You are viewing a plain text version of this content. The canonical link for it is here.
Posted to dev@mahout.apache.org by Aditya <ad...@gmail.com> on 2017/03/31 23:47:51 UTC

Few Questions regarding Mahout

Hi everyone,

I've been talking with Trevor over email and he shared some documents with
me. They contained content that he (along with a few others) were
developing to make Mahout easily accessible to newbies like myself.

I've gone through the planned blog posts titled "Why Mahout", "Getting
Started with Mahout", "Algorithms Framework" and "Building Apache Mahout
from Source" and I have to say, I've got a lot of questions. Since Trevor
is on vacation and the deadline for final proposal submission is fast
approaching, I thought I'll post my questions on the dev forum.

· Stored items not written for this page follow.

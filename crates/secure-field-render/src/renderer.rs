//! The drawing interface widgets paint through.
//!
//! [`Renderer`] is object-safe so widgets can paint into whatever backend the
//! host provides. [`RecordingRenderer`] captures drawing as a display list of
//! [`DrawCommand`]s in device coordinates; hosts replay it and tests compare
//! it.

use crate::paint::{FillRule, Shadow};
use crate::path::{DEFAULT_TOLERANCE, TessellatedPath, tessellate_fill};
use crate::text::Font;
use crate::transform::{Transform2D, TransformStack};
use crate::types::{Color, Path, Point, Rect};

/// A 2D drawing surface.
pub trait Renderer {
    // =========================================================================
    // State Management
    // =========================================================================

    /// Save the current render state (transform and clip).
    fn save(&mut self);

    /// Restore the previously saved render state.
    fn restore(&mut self);

    // =========================================================================
    // Transform Operations
    // =========================================================================

    /// Get the current transform.
    fn transform(&self) -> &Transform2D;

    /// Apply a translation to the current transform.
    fn translate(&mut self, tx: f32, ty: f32);

    /// Apply a scale to the current transform.
    fn scale(&mut self, sx: f32, sy: f32);

    /// Concatenate a transform with the current transform.
    fn concat_transform(&mut self, transform: &Transform2D);

    // =========================================================================
    // Clipping
    // =========================================================================

    /// Intersect the clip region with a rectangle.
    fn clip_rect(&mut self, rect: Rect);

    // =========================================================================
    // Drawing
    // =========================================================================

    /// Fill a rectangle with a solid color.
    fn fill_rect(&mut self, rect: Rect, color: Color);

    /// Outline a rectangle.
    fn stroke_rect(&mut self, rect: Rect, color: Color, width: f32);

    /// Fill a path.
    fn fill_path(&mut self, path: &Path, color: Color, rule: FillRule);

    /// Draw the shadow a path would cast. The path itself is not filled.
    fn draw_path_shadow(&mut self, path: &Path, shadow: &Shadow, rule: FillRule);

    /// Draw a single line of text with its top-left corner at `origin`.
    fn draw_text(&mut self, text: &str, origin: Point, font: &Font, color: Color);
}

/// A recorded drawing operation, in device coordinates.
#[derive(Debug, Clone, PartialEq)]
pub enum DrawCommand {
    /// The clip rectangle changed.
    Clip(Rect),
    FillRect {
        rect: Rect,
        color: Color,
    },
    StrokeRect {
        rect: Rect,
        color: Color,
        width: f32,
    },
    FillPath {
        path: Path,
        color: Color,
        rule: FillRule,
    },
    PathShadow {
        path: Path,
        shadow: Shadow,
        rule: FillRule,
    },
    Text {
        text: String,
        origin: Point,
        font: Font,
        color: Color,
    },
}

/// A renderer that records every drawing call into a display list.
///
/// Geometry is mapped through the current transform before it is stored, so
/// two recordings compare equal exactly when they would put the same pixels
/// on screen.
#[derive(Debug, Default)]
pub struct RecordingRenderer {
    transforms: TransformStack,
    clip: Option<Rect>,
    clip_stack: Vec<Option<Rect>>,
    commands: Vec<DrawCommand>,
}

impl RecordingRenderer {
    /// Create an empty recorder.
    pub fn new() -> Self {
        Self::default()
    }

    /// The commands recorded so far.
    pub fn commands(&self) -> &[DrawCommand] {
        &self.commands
    }

    /// Take the recorded commands, leaving the recorder empty.
    pub fn take_commands(&mut self) -> Vec<DrawCommand> {
        std::mem::take(&mut self.commands)
    }

    /// Discard recorded commands and reset all state.
    pub fn clear(&mut self) {
        *self = Self::default();
    }

    /// The current clip rectangle, if any.
    pub fn current_clip(&self) -> Option<Rect> {
        self.clip
    }

    /// Tessellate every recorded path fill.
    pub fn path_meshes(&self) -> Vec<TessellatedPath> {
        self.commands
            .iter()
            .filter_map(|cmd| match cmd {
                DrawCommand::FillPath { path, rule, .. } => {
                    Some(tessellate_fill(path, *rule, DEFAULT_TOLERANCE))
                }
                _ => None,
            })
            .collect()
    }
}

impl Renderer for RecordingRenderer {
    fn save(&mut self) {
        self.transforms.save();
        self.clip_stack.push(self.clip);
    }

    fn restore(&mut self) {
        self.transforms.restore();
        if let Some(clip) = self.clip_stack.pop() {
            self.clip = clip;
        }
    }

    fn transform(&self) -> &Transform2D {
        self.transforms.current()
    }

    fn translate(&mut self, tx: f32, ty: f32) {
        self.transforms.translate(tx, ty);
    }

    fn scale(&mut self, sx: f32, sy: f32) {
        self.transforms.scale_xy(sx, sy);
    }

    fn concat_transform(&mut self, transform: &Transform2D) {
        self.transforms.concat(transform);
    }

    fn clip_rect(&mut self, rect: Rect) {
        let device = self.transforms.current().transform_rect(&rect);
        let clip = match self.clip {
            Some(existing) => existing.intersect(&device).unwrap_or(Rect::ZERO),
            None => device,
        };
        self.clip = Some(clip);
        self.commands.push(DrawCommand::Clip(clip));
    }

    fn fill_rect(&mut self, rect: Rect, color: Color) {
        let rect = self.transforms.current().transform_rect(&rect);
        self.commands.push(DrawCommand::FillRect { rect, color });
    }

    fn stroke_rect(&mut self, rect: Rect, color: Color, width: f32) {
        let rect = self.transforms.current().transform_rect(&rect);
        self.commands
            .push(DrawCommand::StrokeRect { rect, color, width });
    }

    fn fill_path(&mut self, path: &Path, color: Color, rule: FillRule) {
        let path = path.transformed(self.transforms.current());
        self.commands
            .push(DrawCommand::FillPath { path, color, rule });
    }

    fn draw_path_shadow(&mut self, path: &Path, shadow: &Shadow, rule: FillRule) {
        let path = path.transformed(self.transforms.current());
        self.commands.push(DrawCommand::PathShadow {
            path,
            shadow: *shadow,
            rule,
        });
    }

    fn draw_text(&mut self, text: &str, origin: Point, font: &Font, color: Color) {
        let origin = self.transforms.current().transform_point(origin);
        self.commands.push(DrawCommand::Text {
            text: text.to_owned(),
            origin,
            font: font.clone(),
            color,
        });
    }
}

#[cfg(test)]
mod tests {
    use super::*;

    #[test]
    fn test_records_in_device_coordinates() {
        let mut r = RecordingRenderer::new();
        r.save();
        r.translate(10.0, 5.0);
        r.fill_rect(Rect::new(0.0, 0.0, 4.0, 4.0), Color::WHITE);
        r.restore();
        r.fill_rect(Rect::new(0.0, 0.0, 4.0, 4.0), Color::WHITE);

        assert_eq!(
            r.commands(),
            &[
                DrawCommand::FillRect {
                    rect: Rect::new(10.0, 5.0, 4.0, 4.0),
                    color: Color::WHITE
                },
                DrawCommand::FillRect {
                    rect: Rect::new(0.0, 0.0, 4.0, 4.0),
                    color: Color::WHITE
                },
            ]
        );
    }

    #[test]
    fn test_clip_intersects_and_restores() {
        let mut r = RecordingRenderer::new();
        r.save();
        r.clip_rect(Rect::new(0.0, 0.0, 10.0, 10.0));
        r.clip_rect(Rect::new(5.0, 5.0, 10.0, 10.0));
        assert_eq!(r.current_clip(), Some(Rect::new(5.0, 5.0, 5.0, 5.0)));
        r.restore();
        assert_eq!(r.current_clip(), None);
    }

    #[test]
    fn test_path_meshes() {
        let mut r = RecordingRenderer::new();
        let mut path = Path::new();
        path.add_ellipse(Point::new(8.0, 8.0), 4.0, 4.0);
        r.scale(2.0, 2.0);
        r.fill_path(&path, Color::BLACK, FillRule::NonZero);
        r.draw_path_shadow(&path, &Shadow::new(Color::BLACK), FillRule::NonZero);

        let meshes = r.path_meshes();
        assert_eq!(meshes.len(), 1);
        assert!(!meshes[0].is_empty());

        let taken = r.take_commands();
        assert_eq!(taken.len(), 2);
        assert!(r.commands().is_empty());
    }
}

So here goes the big list of my questions. I hope of those of you who were
/ are involved in the development of these blog posts will be able to help
me. Some of the questions are vague / abstract, I suggest you answer them
as if you're explaining it to a layman.

1. Could you elaborate to me the high-level structure of Mahout?

2. What are the plans in pipeline for Mahout's development in the months to
come?

3. How does contribution of a new algorithm work in Mahout? When I was
reading the doc "Getting Started with Mahout" the example implemented the
Ordinary Least Squares Regression in Samsara, Mahout's DSL.
I had something different in my mind before reading the blog posts. I had
thought that I would be contributing the distributed algorithm to Mahout
from scratch, written in Scala and make it available as a package (which
users can import and use) to users who use Mahout.

4. In general, is there a plan to contribute the algorithms in future using
Samsara only? If so, what will be the limitations and advantages of this
decision? I mean, the algorithms that will be a part of Mahout in the
future, is there a plan to write all of them in Samsara.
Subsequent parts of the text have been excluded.